_SUPPLIED ENTRIES_:

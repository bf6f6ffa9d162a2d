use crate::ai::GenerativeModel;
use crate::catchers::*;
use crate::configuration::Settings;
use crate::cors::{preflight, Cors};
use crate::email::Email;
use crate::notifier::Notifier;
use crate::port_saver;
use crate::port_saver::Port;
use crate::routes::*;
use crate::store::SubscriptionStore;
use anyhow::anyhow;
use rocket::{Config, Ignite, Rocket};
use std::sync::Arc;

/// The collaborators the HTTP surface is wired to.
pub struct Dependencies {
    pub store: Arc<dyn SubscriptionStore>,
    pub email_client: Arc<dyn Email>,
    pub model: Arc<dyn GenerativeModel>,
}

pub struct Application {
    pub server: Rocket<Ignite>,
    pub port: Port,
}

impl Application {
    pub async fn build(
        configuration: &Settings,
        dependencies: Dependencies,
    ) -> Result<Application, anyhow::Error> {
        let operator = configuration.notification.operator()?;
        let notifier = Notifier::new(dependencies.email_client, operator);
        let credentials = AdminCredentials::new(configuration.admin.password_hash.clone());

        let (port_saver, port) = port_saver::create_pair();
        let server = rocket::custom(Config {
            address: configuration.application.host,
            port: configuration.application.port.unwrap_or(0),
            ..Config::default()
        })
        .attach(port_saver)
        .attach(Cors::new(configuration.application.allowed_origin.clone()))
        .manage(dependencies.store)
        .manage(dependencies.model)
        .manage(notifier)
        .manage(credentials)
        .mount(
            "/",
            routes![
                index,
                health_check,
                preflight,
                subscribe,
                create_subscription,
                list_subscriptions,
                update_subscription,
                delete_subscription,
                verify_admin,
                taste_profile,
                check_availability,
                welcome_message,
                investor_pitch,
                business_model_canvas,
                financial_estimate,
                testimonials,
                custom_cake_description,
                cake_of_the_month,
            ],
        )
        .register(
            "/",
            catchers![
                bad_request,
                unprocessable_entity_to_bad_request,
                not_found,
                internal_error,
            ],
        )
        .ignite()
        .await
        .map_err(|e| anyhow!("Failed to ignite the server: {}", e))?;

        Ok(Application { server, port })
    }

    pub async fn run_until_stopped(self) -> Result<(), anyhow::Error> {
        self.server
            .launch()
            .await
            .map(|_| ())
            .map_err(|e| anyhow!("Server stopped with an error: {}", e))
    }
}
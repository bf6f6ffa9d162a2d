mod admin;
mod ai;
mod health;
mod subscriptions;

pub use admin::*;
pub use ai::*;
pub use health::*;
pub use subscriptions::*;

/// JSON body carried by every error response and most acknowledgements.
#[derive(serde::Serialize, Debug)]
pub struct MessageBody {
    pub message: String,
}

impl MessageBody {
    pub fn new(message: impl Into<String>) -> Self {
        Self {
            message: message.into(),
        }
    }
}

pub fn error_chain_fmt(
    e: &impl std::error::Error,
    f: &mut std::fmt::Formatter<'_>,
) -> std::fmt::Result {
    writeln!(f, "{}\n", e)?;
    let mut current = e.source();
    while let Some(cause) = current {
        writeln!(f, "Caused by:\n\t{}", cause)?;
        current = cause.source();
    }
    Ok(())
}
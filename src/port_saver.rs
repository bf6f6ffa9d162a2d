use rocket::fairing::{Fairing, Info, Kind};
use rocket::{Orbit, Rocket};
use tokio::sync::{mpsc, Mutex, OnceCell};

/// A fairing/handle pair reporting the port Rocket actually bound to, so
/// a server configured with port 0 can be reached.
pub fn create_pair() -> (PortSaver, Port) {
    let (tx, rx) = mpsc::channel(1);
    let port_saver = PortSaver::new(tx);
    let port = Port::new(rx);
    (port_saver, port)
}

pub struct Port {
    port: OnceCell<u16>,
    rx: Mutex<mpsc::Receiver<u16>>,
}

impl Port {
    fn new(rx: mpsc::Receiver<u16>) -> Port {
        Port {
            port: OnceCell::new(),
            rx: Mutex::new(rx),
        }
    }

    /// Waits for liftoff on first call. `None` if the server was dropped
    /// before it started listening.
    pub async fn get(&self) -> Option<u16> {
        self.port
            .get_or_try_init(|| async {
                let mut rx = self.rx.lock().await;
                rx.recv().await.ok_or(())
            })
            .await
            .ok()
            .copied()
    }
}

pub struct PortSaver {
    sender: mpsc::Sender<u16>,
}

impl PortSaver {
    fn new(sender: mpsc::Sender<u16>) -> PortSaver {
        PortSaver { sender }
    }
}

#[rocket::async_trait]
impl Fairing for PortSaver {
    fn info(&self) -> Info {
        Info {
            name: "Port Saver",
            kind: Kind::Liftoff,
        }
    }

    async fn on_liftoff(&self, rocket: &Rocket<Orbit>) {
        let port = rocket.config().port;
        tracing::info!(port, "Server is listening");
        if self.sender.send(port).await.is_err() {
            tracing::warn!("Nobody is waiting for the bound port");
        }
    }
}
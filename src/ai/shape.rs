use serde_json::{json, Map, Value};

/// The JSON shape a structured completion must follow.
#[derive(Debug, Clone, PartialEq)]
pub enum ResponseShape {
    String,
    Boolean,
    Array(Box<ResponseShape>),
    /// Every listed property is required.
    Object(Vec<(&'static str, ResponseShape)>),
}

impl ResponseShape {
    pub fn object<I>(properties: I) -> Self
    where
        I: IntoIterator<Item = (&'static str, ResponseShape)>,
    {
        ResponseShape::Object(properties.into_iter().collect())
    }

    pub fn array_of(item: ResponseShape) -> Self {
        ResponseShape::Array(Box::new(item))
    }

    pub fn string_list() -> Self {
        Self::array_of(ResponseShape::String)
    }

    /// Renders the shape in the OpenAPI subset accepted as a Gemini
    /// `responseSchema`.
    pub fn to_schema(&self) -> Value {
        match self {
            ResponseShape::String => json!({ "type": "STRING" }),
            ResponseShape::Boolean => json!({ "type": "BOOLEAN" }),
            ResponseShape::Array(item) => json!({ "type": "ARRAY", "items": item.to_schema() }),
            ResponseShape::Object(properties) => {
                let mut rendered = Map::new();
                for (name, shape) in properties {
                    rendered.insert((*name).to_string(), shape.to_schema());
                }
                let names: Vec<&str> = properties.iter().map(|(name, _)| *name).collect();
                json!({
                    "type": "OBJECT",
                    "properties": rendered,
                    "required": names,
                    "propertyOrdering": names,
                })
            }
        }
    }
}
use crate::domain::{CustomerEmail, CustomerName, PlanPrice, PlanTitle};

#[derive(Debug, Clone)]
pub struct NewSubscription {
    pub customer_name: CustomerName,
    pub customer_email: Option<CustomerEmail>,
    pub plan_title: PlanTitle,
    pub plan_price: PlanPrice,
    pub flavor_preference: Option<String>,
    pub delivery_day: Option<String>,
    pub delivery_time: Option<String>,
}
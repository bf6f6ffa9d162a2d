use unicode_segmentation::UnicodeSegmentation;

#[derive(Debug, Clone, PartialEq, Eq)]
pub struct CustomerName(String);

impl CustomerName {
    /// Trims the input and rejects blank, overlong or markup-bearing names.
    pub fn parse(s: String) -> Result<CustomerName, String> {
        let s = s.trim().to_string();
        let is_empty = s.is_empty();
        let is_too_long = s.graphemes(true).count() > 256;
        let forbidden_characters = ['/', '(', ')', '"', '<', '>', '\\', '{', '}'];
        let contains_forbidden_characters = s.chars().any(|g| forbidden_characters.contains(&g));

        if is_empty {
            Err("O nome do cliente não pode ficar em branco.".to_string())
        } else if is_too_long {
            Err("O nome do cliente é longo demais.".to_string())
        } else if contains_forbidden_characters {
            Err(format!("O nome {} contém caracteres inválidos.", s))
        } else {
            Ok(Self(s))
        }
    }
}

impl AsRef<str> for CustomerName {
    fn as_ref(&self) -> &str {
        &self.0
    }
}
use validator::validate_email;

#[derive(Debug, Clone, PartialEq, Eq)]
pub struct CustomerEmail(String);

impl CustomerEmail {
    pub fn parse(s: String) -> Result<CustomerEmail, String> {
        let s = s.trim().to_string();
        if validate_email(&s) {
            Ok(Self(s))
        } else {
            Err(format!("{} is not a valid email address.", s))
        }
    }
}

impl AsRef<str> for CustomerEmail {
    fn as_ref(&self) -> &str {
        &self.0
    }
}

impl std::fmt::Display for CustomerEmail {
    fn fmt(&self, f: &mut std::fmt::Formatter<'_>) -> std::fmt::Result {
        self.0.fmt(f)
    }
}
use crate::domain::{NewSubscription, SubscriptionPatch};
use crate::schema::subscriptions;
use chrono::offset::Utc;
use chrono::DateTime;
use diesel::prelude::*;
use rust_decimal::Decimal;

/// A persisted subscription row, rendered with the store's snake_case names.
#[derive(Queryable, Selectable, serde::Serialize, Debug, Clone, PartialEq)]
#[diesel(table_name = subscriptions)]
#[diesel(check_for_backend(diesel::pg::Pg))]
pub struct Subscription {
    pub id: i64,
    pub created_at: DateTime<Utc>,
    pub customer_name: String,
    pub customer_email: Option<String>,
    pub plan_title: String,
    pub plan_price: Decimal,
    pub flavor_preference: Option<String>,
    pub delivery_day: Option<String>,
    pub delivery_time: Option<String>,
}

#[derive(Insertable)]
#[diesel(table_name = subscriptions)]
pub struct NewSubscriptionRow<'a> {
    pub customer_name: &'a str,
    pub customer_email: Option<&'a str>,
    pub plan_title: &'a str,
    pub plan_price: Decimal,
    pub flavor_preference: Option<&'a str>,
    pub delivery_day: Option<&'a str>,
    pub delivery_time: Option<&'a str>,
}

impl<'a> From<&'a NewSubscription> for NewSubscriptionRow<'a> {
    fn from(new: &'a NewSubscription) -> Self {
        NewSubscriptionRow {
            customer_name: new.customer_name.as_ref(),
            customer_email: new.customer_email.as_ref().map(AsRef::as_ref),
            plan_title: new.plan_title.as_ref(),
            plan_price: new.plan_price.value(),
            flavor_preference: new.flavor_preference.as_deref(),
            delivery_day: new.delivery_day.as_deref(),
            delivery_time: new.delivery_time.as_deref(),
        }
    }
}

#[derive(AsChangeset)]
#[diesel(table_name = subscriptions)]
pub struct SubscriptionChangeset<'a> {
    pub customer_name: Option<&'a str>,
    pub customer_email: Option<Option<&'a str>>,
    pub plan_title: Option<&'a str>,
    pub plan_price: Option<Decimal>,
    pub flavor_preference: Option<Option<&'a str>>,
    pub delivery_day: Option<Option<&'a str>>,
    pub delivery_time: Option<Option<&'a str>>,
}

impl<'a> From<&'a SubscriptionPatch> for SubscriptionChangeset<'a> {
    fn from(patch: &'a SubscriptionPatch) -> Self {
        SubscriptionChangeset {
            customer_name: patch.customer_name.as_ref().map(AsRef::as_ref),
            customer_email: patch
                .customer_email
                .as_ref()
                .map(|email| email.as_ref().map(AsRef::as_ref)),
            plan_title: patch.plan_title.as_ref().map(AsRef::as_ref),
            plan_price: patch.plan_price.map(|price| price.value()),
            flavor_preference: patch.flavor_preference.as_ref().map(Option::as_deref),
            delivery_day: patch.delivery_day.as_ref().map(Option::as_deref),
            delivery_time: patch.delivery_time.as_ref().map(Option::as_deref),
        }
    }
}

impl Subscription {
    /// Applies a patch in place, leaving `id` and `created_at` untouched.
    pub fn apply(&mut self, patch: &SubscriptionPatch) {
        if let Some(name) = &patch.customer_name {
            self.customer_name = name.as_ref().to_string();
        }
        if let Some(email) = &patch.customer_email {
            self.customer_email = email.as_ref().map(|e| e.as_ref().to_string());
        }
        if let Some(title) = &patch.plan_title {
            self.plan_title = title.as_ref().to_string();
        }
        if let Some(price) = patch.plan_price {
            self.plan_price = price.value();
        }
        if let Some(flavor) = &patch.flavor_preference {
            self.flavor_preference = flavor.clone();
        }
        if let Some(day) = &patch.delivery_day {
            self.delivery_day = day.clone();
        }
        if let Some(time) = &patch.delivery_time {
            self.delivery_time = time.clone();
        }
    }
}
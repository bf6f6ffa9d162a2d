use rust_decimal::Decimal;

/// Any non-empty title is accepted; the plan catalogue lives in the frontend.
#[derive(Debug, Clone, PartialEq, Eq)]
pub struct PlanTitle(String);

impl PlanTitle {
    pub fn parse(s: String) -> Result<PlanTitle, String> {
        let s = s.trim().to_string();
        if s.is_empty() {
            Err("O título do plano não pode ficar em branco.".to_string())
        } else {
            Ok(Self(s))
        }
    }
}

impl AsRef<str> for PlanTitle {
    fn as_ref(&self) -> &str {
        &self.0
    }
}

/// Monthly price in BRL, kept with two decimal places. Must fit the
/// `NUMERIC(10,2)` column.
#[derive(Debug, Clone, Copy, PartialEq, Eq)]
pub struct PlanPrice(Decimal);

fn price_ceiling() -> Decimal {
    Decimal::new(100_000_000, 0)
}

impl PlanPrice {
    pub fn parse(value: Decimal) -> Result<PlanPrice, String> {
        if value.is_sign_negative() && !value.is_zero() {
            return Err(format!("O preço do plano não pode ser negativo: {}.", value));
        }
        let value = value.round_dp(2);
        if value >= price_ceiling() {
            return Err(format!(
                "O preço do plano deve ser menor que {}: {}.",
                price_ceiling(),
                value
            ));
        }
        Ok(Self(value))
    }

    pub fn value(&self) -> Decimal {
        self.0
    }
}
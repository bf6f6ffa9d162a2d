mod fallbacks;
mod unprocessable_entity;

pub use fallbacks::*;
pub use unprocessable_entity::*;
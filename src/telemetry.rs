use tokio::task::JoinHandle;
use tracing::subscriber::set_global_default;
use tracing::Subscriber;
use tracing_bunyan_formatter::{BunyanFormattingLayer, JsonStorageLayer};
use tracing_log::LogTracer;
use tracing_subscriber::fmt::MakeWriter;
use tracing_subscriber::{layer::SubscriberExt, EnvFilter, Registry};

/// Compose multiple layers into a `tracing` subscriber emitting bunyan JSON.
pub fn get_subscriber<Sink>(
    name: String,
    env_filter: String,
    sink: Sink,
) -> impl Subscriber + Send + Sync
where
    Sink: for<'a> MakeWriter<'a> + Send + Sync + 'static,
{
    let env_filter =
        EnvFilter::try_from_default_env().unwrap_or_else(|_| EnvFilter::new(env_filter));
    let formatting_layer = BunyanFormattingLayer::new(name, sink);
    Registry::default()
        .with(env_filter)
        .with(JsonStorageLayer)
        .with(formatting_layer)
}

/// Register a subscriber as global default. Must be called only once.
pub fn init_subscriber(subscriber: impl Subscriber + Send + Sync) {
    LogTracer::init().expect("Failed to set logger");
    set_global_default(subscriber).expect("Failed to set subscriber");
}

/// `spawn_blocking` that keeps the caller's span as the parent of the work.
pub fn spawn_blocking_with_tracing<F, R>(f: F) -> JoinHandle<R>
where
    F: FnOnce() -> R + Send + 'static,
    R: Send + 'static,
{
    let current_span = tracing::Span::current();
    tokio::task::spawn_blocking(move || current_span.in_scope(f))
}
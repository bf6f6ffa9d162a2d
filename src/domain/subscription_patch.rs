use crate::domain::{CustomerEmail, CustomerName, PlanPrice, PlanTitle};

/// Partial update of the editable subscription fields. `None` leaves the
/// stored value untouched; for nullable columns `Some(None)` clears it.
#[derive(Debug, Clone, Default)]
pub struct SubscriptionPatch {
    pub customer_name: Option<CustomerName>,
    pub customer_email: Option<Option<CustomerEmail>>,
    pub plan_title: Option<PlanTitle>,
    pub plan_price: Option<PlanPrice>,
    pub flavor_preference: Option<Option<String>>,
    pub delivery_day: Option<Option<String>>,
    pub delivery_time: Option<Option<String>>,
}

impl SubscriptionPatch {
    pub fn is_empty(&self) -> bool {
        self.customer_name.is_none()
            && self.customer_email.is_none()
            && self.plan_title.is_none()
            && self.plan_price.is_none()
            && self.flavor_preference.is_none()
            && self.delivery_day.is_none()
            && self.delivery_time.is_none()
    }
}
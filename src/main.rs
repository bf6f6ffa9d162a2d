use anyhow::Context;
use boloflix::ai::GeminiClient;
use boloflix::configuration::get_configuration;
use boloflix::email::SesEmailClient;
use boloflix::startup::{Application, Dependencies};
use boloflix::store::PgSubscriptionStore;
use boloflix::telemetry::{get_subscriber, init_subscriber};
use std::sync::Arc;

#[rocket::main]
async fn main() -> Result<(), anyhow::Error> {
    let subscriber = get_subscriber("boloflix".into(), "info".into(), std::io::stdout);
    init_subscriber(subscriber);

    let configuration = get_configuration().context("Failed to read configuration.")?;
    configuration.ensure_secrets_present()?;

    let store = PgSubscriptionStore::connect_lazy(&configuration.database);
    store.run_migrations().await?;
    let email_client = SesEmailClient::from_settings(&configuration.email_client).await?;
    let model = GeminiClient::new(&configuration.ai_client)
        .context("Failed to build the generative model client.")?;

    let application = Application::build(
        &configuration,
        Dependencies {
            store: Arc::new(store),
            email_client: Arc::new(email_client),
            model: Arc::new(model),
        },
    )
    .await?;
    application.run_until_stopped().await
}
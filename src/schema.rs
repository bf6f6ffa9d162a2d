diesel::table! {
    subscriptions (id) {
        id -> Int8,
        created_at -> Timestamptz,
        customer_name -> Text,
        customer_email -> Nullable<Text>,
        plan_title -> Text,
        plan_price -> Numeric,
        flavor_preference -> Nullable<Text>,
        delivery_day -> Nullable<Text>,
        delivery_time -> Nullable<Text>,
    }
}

_REQUIREMENT_:
Search each line of the data above for "credentials", and copy the lines where it occurs.

_ANSWER SPACE_:
        let credentials = AdminCredentials::new(configuration.admin.password_hash.clone());
        .manage(credentials)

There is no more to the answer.